- Given data:
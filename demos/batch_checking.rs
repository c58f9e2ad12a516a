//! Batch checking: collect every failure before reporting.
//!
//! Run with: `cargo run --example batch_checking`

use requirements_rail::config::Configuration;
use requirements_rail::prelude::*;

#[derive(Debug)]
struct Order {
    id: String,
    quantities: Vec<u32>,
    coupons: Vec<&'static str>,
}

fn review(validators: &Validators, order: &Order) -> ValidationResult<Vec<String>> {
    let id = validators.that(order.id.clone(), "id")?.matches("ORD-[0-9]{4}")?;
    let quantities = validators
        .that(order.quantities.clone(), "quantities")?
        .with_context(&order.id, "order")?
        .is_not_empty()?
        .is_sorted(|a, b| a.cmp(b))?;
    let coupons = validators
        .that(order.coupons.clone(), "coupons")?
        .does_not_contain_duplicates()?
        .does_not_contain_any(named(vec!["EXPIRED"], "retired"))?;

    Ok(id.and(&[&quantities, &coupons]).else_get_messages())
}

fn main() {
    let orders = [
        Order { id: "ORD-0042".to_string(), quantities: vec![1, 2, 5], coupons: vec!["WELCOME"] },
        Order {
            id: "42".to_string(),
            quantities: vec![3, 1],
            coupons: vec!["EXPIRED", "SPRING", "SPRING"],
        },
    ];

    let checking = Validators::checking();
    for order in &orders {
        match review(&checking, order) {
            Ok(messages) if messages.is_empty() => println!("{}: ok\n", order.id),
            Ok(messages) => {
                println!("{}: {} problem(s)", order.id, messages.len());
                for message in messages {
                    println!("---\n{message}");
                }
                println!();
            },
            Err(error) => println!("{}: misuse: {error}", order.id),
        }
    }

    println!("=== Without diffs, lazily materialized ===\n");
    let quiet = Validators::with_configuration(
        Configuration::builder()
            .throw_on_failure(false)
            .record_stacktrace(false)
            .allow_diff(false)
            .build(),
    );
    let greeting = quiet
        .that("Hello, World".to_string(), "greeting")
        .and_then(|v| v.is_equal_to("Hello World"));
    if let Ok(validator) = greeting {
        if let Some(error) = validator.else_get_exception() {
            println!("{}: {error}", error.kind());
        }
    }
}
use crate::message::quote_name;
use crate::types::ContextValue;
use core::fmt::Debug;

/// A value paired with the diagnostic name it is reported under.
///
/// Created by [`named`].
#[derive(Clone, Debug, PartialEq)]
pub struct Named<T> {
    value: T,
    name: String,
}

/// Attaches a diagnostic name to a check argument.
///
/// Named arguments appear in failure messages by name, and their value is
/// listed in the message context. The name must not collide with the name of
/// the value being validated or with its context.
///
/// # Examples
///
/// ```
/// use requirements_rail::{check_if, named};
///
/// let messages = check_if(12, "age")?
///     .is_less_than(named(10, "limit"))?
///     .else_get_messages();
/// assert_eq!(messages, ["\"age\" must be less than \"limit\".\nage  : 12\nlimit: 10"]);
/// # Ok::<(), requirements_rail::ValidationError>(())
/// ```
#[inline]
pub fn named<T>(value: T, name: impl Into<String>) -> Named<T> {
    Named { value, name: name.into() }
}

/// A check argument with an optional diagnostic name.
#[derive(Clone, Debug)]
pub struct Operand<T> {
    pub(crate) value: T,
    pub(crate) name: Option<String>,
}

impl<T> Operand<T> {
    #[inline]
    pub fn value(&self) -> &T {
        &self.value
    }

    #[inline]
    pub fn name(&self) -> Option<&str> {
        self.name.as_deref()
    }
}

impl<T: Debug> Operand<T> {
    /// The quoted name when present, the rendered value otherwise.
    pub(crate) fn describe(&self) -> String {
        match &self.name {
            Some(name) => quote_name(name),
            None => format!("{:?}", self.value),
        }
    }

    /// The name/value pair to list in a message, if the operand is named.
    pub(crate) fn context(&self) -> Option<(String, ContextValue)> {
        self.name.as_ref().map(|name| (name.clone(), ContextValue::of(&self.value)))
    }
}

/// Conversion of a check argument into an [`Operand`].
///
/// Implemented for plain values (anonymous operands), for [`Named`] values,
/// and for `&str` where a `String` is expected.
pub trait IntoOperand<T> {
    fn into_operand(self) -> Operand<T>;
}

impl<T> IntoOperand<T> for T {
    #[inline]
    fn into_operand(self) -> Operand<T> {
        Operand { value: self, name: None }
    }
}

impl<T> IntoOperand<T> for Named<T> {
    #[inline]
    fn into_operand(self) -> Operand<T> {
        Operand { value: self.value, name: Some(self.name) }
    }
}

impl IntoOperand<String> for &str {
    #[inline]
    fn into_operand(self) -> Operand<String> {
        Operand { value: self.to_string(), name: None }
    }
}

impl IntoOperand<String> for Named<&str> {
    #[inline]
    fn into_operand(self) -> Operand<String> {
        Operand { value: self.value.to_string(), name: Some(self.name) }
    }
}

- What you should do: Nothing but the full listing, copied exactly, belongs in the answer.

- Response below:
filename demos/batch_checking.rs
repository c58f9e2ad12a516a
//! Batch checking: collect every failure before reporting.
//!
//! Run with: `cargo run --example batch_checking`

use requirements_rail::config::Configuration;
use requirements_rail::prelude::*;

#[derive(Debug)]
struct Order {
    id: String,
    quantities: Vec<u32>,
    coupons: Vec<&'static str>,
}

fn review(validators: &Validators, order: &Order) -> ValidationResult<Vec<String>> {
    let id = validators.that(order.id.clone(), "id")?.matches("ORD-[0-9]{4}")?;
    let quantities = validators
        .that(order.quantities.clone(), "quantities")?
        .with_context(&order.id, "order")?
        .is_not_empty()?
        .is_sorted(|a, b| a.cmp(b))?;
    let coupons = validators
        .that(order.coupons.clone(), "coupons")?
        .does_not_contain_duplicates()?
        .does_not_contain_any(named(vec!["EXPIRED"], "retired"))?;

    Ok(id.and(&[&quantities, &coupons]).else_get_messages())
}

fn main() {
    let orders = [
        Order { id: "ORD-0042".to_string(), quantities: vec![1, 2, 5], coupons: vec!["WELCOME"] },
        Order {
            id: "42".to_string(),
            quantities: vec![3, 1],
            coupons: vec!["EXPIRED", "SPRING", "SPRING"],
        },
    ];

    let checking = Validators::checking();
    for order in &orders {
        match review(&checking, order) {
            Ok(messages) if messages.is_empty() => println!("{}: ok\n", order.id),
            Ok(messages) => {
                println!("{}: {} problem(s)", order.id, messages.len());
                for message in messages {
                    println!("---\n{message}");
                }
                println!();
            },
            Err(error) => println!("{}: misuse: {error}", order.id),
        }
    }

    println!("=== Without diffs, lazily materialized ===\n");
    let quiet = Validators::with_configuration(
        Configuration::builder()
            .throw_on_failure(false)
            .record_stacktrace(false)
            .allow_diff(false)
            .build(),
    );
    let greeting = quiet
        .that("Hello, World".to_string(), "greeting")
        .and_then(|v| v.is_equal_to("Hello World"));
    if let Ok(validator) = greeting {
        if let Some(error) = validator.else_get_exception() {
            println!("{}: {error}", error.kind());
        }
    }
}
use crate::message::quote_name;
use crate::types::ContextValue;
use core::fmt::Debug;

/// A value paired with the diagnostic name it is reported under.
///
/// Created by [`named`].
#[derive(Clone, Debug, PartialEq)]
pub struct Named<T> {
    value: T,
    name: String,
}

/// Attaches a diagnostic name to a check argument.
///
/// Named arguments appear in failure messages by name, and their value is
/// listed in the message context. The name must not collide with the name of
/// the value being validated or with its context.
///
/// # Examples
///
/// ```
/// use requirements_rail::{check_if, named};
///
/// let messages = check_if(12, "age")?
///     .is_less_than(named(10, "limit"))?
///     .else_get_messages();
/// assert_eq!(messages, ["\"age\" must be less than \"limit\".\nage  : 12\nlimit: 10"]);
/// # Ok::<(), requirements_rail::ValidationError>(())
/// ```
#[inline]
pub fn named<T>(value: T, name: impl Into<String>) -> Named<T> {
    Named { value, name: name.into() }
}

/// A check argument with an optional diagnostic name.
#[derive(Clone, Debug)]
pub struct Operand<T> {
    pub(crate) value: T,
    pub(crate) name: Option<String>,
}

impl<T> Operand<T> {
    #[inline]
    pub fn value(&self) -> &T {
        &self.value
    }

    #[inline]
    pub fn name(&self) -> Option<&str> {
        self.name.as_deref()
    }
}

impl<T: Debug> Operand<T> {
    /// The quoted name when present, the rendered value otherwise.
    pub(crate) fn describe(&self) -> String {
        match &self.name {
            Some(name) => quote_name(name),
            None => format!("{:?}", self.value),
        }
    }

    /// The name/value pair to list in a message, if the operand is named.
    pub(crate) fn context(&self) -> Option<(String, ContextValue)> {
        self.name.as_ref().map(|name| (name.clone(), ContextValue::of(&self.value)))
    }
}

/// Conversion of a check argument into an [`Operand`].
///
/// Implemented for plain values (anonymous operands), for [`Named`] values,
/// and for `&str` where a `String` is expected.
pub trait IntoOperand<T> {
    fn into_operand(self) -> Operand<T>;
}

impl<T> IntoOperand<T> for T {
    #[inline]
    fn into_operand(self) -> Operand<T> {
        Operand { value: self, name: None }
    }
}

impl<T> IntoOperand<T> for Named<T> {
    #[inline]
    fn into_operand(self) -> Operand<T> {
        Operand { value: self.value, name: Some(self.name) }
    }
}

impl IntoOperand<String> for &str {
    #[inline]
    fn into_operand(self) -> Operand<String> {
        Operand { value: self.to_string(), name: None }
    }
}

impl IntoOperand<String> for Named<&str> {
    #[inline]
    fn into_operand(self) -> Operand<String> {
        Operand { value: self.value.to_string(), name: Some(self.name) }
    }
}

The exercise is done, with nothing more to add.